3° De formaliser les procédures d'utilisation de l'eau
pour les soins et pour la désinfection des dispositifs médicaux.
Les bonnes pratiques sont décrites notamment dans la circulaire
relative à la désinfection des endoscopes du 2 avril 1996,
dans la circulaire relative à la stérilisation dans les
établissements de santé du 20 octobre 1997, et, plus généralement,
dans les "100 recommandations pour la surveillance et la prévention
des infections nosocomiales" de juin 1992 (dont une nouvelle édition
révisée est en cours d'impression et sera diffusée
en janvier 1999).Ces procédures, élaborées avec l'aide
du CLIN, doivent être disponibles dans les services de soins et
aisément consultables. La formation du personnel à ces procédures
doit être assurée.
Compte tenu de constatations récentes, il est particulièrement
rappelé que (comme indiqué dans les "100 recommandations
pour la surveillance et la prévention des infections nosocomiales")
l'eau ou les solutés utilisés pour les aérosols ou
pour l'humidification de l'oxygénothérapie doivent être
stériles.
4° De rechercher systématiquement une légionellose
lors de la survenue d'une pneumopathie chez un patient hospitalisé.
Même si la recherche d'antigènes solubles dans les urines
constitue la méthode la plus simple et la plus rentable, il faut
souligner l'intérêt de l'isolement d'une souche par les techniques
microbiologiques. Tout cas de légionellose suspecte d'avoir été
contractée dans l'établissement doit donner lieu à
une enquête approfondie à la recherche de la source de la
contamination. Il doit également être déclaré
(comme tout cas de légionellose) à l'autorité sanitaire
(DDASS).
TOUS LES ETABLISSEMENTS DEVRONT ETRE DOTES DES DOCUMENTS DECRITS
CI-DESSUS, AU 30 JUIN 1999 AU PLUS TARD.
II -
Prévention de la contamination par Legionella
dans les bâtiments recevant du public et les installations à
risque.
Plusieurs types d'installations utilisant l'eau peuvent être à
l'origine d'une contamination du public : tours aéroréfrigérantes,
bains à remous et bains à jets, installations de conditionnement
d'air, circuits de refroidissement industriel, réseaux d'eau chaude
sanitaire des structures accueillant du public (hôtels, maisons
de retraite(Les maisons de retraite avec section de cure médicale
relèvent de la même démarche que les établissements
de santé), centres d'hébergement, complexes sportifs, campings,
...). La prévention de la contamination repose d'abord sur le bon
entretien de ces installations, conformément aux dispositions de
la circulaire du 24 avril 1997. En l'absence de dispositions réglementaires
spécifiques, il est recommandé aux responsables de ces installations
d'évaluer la qualité de cet entretien au moins une fois
par an par des prélèvements à la recherche de légionelles.

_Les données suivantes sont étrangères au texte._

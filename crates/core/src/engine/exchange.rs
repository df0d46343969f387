//! The network collaborator.

use async_trait::async_trait;

use crate::Error;
use crate::http::{HttpRequest, HttpResponse};

/// Sends a request to the origin and returns whatever it answered.
///
/// Implementations own timeouts, retries and connection handling. Failures
/// are reported as [`Error::Transport`] (or one of its siblings) and must not
/// be converted into synthetic responses.
#[async_trait]
pub trait NetworkExchanger: Send + Sync {
    async fn exchange(&self, request: &HttpRequest) -> Result<HttpResponse, Error>;
}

Des contrôles approfondis sont nécessaires en cas de prélèvement
positif et lors de la survenue de cas groupés de légionellose.

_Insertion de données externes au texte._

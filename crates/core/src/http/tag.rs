//! Entity tags as carried by `ETag`, `If-Match` and `If-None-Match`.

use std::fmt;

use serde::{Deserialize, Serialize};

use crate::Error;

/// An entity tag: strong (`"abc"`), weak (`W/"abc"`) or the wildcard `*`.
#[derive(Debug, Clone, PartialEq, Eq, Hash, Serialize, Deserialize)]
pub enum Tag {
    Strong(String),
    Weak(String),
    Any,
}

impl Tag {
    pub fn strong(value: impl Into<String>) -> Self {
        Tag::Strong(value.into())
    }

    pub fn weak(value: impl Into<String>) -> Self {
        Tag::Weak(value.into())
    }

    /// Parse a single tag from its wire form.
    pub fn parse(input: &str) -> Result<Self, Error> {
        let s = input.trim();
        if s == "*" {
            return Ok(Tag::Any);
        }

        let (weak, quoted) = match s.strip_prefix("W/").or_else(|| s.strip_prefix("w/")) {
            Some(rest) => (true, rest),
            None => (false, s),
        };

        let opaque = quoted
            .strip_prefix('"')
            .and_then(|q| q.strip_suffix('"'))
            .filter(|v| !v.contains('"'))
            .ok_or_else(|| Error::InvalidArgument(format!("invalid entity tag: {input}")))?;

        Ok(if weak { Tag::Weak(opaque.to_string()) } else { Tag::Strong(opaque.to_string()) })
    }

    /// Parse a comma separated tag list (`"a", W/"b"`), respecting quotes.
    pub fn parse_list(input: &str) -> Result<Vec<Self>, Error> {
        let mut tags = Vec::new();
        let mut start = 0;
        let mut in_quotes = false;

        for (i, c) in input.char_indices() {
            match c {
                '"' => in_quotes = !in_quotes,
                ',' if !in_quotes => {
                    push_tag(&mut tags, &input[start..i])?;
                    start = i + 1;
                }
                _ => {}
            }
        }
        push_tag(&mut tags, &input[start..])?;

        Ok(tags)
    }

    /// Opaque value without quotes; `*` for the wildcard.
    pub fn opaque(&self) -> &str {
        match self {
            Tag::Strong(v) | Tag::Weak(v) => v,
            Tag::Any => "*",
        }
    }

    pub fn is_weak(&self) -> bool {
        matches!(self, Tag::Weak(_))
    }

    /// Weak comparison: opaque values match regardless of weakness.
    pub fn weak_eq(&self, other: &Tag) -> bool {
        match (self, other) {
            (Tag::Any, _) | (_, Tag::Any) => true,
            _ => self.opaque() == other.opaque(),
        }
    }
}

fn push_tag(tags: &mut Vec<Tag>, part: &str) -> Result<(), Error> {
    if !part.trim().is_empty() {
        tags.push(Tag::parse(part)?);
    }
    Ok(())
}

impl fmt::Display for Tag {
    fn fmt(&self, f: &mut fmt::Formatter<'_>) -> fmt::Result {
        match self {
            Tag::Strong(v) => write!(f, "\"{v}\""),
            Tag::Weak(v) => write!(f, "W/\"{v}\""),
            Tag::Any => f.write_str("*"),
        }
    }
}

En outre, lors d'investigations récentes menées à
la suite de cas de légionellose, la localisation précise
des réservoirs potentiels de légionelles a nécessité
la réalisation d'enquêtes qui se sont révélées
difficiles. Je vous demande donc de prendre les dispositions nécessaires
afin d'en dresser l'inventaire, notamment pour les tours aéroréfrigérantes
qui font l'objet d'une déclaration ou d'une autorisation au titre
des installations classées pour la protection de l'environnement.

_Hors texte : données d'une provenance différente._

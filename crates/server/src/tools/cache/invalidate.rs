//! cache_invalidate tool implementation.
//!
//! Drops every stored variant of one URL.

use rmcp::{ErrorData as McpError, model::CallToolResult};
use schemars::JsonSchema;
use serde::{Deserialize, Serialize};

use httpcache_core::HttpCache;
use httpcache_core::http::uri::canonicalize;

use crate::tools::json_result;

/// Parameters for the cache_invalidate tool.
#[derive(Debug, Clone, Serialize, Deserialize, JsonSchema)]
pub struct CacheInvalidateParams {
    /// URL whose stored responses should be removed.
    pub url: String,
}

/// Output from the cache_invalidate tool.
#[derive(Debug, Clone, Serialize, Deserialize, JsonSchema)]
pub struct CacheInvalidateOutput {
    /// The normalized URL.
    pub url: String,
    /// Number of variants removed.
    pub removed: u64,
}

/// Implementation of the cache_invalidate tool.
pub async fn invalidate_impl(cache: &HttpCache, params: CacheInvalidateParams) -> Result<CallToolResult, McpError> {
    let url = canonicalize(&params.url)?;
    let removed = cache.storage().invalidate(&url).await?;
    tracing::debug!(url = %url, removed, "invalidated via tool");

    json_result(&CacheInvalidateOutput { url: url.to_string(), removed })
}
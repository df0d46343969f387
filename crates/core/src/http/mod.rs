//! HTTP value objects: headers, methods, status codes, validators,
//! requests and responses. Everything here is immutable and `Send + Sync`.

pub mod cache_control;
pub mod conditionals;
pub mod date;
pub mod header;
pub mod method;
pub mod payload;
pub mod preferences;
pub mod request;
pub mod response;
pub mod status;
pub mod tag;
pub mod uri;

pub use cache_control::CacheControl;
pub use conditionals::Conditionals;
pub use header::{Header, Headers};
pub use method::Method;
pub use payload::Payload;
pub use preferences::{Preference, Preferences};
pub use request::{Challenge, HttpRequest};
pub use response::HttpResponse;
pub use status::Status;
pub use tag::Tag;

Vous voudrez bien assurer, en particulier avec l'aide des chambres consulaires
et des organismes professionnels de votre département et par tout
moyen que vous jugerez approprié, la diffusion des informations
permettant de prévenir les risques liés à ces installations,
notamment celles figurant dans les annexes techniques N° II, III,
IV et V de la circulaire du 24 avril 1997.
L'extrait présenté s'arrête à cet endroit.